▸ **Goal of the exercise**
Please output exactly the part of the records below that opens with the line containing "filename crates/catalog-ingest/src/fingerprint.rs" and closes with the line containing "let mut hasher = Sha256::new();", both lines included, and nothing else.
════════════════
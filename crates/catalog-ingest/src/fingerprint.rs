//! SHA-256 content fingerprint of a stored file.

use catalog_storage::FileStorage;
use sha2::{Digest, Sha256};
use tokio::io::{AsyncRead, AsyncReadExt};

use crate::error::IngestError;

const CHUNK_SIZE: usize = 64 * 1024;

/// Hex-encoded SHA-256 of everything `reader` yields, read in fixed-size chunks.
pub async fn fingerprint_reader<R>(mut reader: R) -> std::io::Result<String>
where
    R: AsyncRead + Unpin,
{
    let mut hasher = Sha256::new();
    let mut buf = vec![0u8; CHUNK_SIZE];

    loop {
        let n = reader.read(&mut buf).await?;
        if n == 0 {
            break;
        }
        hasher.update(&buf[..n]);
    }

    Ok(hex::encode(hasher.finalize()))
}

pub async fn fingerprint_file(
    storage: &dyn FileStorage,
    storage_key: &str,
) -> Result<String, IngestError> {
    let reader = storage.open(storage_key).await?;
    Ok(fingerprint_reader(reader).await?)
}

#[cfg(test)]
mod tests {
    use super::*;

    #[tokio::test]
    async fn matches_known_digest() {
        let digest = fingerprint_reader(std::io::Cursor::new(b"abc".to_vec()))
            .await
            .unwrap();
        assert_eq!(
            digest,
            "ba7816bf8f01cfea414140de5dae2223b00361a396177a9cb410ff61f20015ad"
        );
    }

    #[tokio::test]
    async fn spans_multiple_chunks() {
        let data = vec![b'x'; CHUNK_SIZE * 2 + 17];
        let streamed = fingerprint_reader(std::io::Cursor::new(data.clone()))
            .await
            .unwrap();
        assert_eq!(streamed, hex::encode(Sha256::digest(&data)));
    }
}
════════════════
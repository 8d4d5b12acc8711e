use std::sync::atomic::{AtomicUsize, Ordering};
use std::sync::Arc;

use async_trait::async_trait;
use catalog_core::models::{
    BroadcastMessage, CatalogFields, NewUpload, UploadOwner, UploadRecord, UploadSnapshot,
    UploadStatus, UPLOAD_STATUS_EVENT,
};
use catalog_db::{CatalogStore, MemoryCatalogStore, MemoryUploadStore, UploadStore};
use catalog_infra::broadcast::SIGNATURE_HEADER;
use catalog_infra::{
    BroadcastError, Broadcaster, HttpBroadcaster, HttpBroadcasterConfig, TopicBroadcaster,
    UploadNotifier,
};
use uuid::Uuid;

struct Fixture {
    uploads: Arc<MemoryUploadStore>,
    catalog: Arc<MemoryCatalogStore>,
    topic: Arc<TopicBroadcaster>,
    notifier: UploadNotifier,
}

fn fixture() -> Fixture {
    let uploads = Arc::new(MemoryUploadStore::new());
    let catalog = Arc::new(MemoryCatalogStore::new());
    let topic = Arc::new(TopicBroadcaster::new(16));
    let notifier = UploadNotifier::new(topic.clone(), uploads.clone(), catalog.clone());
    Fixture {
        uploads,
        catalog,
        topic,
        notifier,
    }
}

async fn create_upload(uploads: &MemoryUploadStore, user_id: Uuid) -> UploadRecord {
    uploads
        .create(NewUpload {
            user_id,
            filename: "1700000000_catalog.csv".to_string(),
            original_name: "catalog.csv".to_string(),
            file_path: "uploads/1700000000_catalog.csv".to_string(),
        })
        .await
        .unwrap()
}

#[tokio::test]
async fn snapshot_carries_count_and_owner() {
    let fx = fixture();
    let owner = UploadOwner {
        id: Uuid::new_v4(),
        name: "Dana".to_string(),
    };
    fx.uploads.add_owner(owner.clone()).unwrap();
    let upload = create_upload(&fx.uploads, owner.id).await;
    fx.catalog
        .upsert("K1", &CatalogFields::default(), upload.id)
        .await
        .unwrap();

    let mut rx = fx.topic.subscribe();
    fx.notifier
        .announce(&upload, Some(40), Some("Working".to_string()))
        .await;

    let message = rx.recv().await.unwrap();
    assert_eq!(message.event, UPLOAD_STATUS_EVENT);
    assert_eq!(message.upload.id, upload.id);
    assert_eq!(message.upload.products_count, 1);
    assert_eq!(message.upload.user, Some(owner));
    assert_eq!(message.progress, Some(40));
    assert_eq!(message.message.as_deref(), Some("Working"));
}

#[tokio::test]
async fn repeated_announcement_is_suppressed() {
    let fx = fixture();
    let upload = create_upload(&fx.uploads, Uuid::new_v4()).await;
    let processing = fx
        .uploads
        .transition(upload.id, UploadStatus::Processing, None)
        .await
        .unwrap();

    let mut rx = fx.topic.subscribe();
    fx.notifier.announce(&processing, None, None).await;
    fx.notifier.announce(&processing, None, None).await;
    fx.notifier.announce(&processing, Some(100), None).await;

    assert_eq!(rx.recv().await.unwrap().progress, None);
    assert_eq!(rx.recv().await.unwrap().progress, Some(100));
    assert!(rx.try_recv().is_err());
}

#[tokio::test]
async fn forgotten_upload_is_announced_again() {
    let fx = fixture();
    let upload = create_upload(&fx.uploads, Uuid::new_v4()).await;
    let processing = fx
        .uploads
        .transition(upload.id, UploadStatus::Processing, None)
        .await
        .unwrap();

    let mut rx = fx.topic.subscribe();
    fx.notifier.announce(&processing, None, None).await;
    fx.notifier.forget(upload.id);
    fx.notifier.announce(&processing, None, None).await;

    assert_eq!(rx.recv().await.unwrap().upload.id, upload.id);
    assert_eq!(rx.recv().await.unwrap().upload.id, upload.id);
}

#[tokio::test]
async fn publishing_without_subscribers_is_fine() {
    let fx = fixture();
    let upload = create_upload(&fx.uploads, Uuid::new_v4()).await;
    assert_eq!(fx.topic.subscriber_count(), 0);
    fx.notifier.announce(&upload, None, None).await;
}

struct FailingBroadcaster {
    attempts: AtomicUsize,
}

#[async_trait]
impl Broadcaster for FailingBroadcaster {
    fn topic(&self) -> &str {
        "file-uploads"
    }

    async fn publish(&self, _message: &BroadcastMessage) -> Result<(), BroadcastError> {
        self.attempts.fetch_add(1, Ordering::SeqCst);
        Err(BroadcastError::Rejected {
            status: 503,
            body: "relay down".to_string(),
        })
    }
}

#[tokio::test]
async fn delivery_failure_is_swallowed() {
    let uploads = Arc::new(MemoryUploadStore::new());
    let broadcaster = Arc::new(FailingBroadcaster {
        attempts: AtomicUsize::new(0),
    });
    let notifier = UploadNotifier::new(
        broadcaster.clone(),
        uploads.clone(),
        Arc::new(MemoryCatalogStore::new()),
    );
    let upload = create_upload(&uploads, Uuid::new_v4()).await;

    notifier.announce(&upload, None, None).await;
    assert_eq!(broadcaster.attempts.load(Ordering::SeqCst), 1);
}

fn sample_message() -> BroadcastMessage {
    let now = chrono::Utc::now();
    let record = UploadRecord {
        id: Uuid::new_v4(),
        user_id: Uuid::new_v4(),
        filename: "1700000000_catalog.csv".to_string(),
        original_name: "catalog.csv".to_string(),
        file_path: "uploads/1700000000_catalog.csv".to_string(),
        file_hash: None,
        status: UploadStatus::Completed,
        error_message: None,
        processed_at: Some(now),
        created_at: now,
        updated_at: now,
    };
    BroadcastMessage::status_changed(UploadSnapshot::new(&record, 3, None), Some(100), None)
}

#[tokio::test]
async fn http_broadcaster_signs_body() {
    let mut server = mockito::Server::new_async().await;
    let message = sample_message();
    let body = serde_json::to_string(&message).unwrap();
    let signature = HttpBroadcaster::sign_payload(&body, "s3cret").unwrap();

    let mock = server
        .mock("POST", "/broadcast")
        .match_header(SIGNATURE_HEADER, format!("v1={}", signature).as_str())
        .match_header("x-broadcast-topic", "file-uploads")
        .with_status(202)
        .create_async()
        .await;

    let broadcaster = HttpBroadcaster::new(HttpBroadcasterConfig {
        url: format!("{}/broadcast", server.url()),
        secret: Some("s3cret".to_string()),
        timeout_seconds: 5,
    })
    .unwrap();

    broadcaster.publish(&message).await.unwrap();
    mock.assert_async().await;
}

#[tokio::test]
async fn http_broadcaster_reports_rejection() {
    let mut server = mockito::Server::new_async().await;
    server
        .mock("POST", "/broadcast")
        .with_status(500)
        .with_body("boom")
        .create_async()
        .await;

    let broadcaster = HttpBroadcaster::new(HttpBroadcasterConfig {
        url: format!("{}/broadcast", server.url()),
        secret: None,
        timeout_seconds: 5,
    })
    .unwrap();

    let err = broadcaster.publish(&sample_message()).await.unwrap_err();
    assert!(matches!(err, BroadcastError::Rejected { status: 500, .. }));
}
════════════════
▸ **Finished exercise**
filename crates/catalog-ingest/src/fingerprint.rs
//! SHA-256 content fingerprint of a stored file.

use catalog_storage::FileStorage;
use sha2::{Digest, Sha256};
use tokio::io::{AsyncRead, AsyncReadExt};

use crate::error::IngestError;

const CHUNK_SIZE: usize = 64 * 1024;

/// Hex-encoded SHA-256 of everything `reader` yields, read in fixed-size chunks.
pub async fn fingerprint_reader<R>(mut reader: R) -> std::io::Result<String>
where
    R: AsyncRead + Unpin,
{
    let mut hasher = Sha256::new();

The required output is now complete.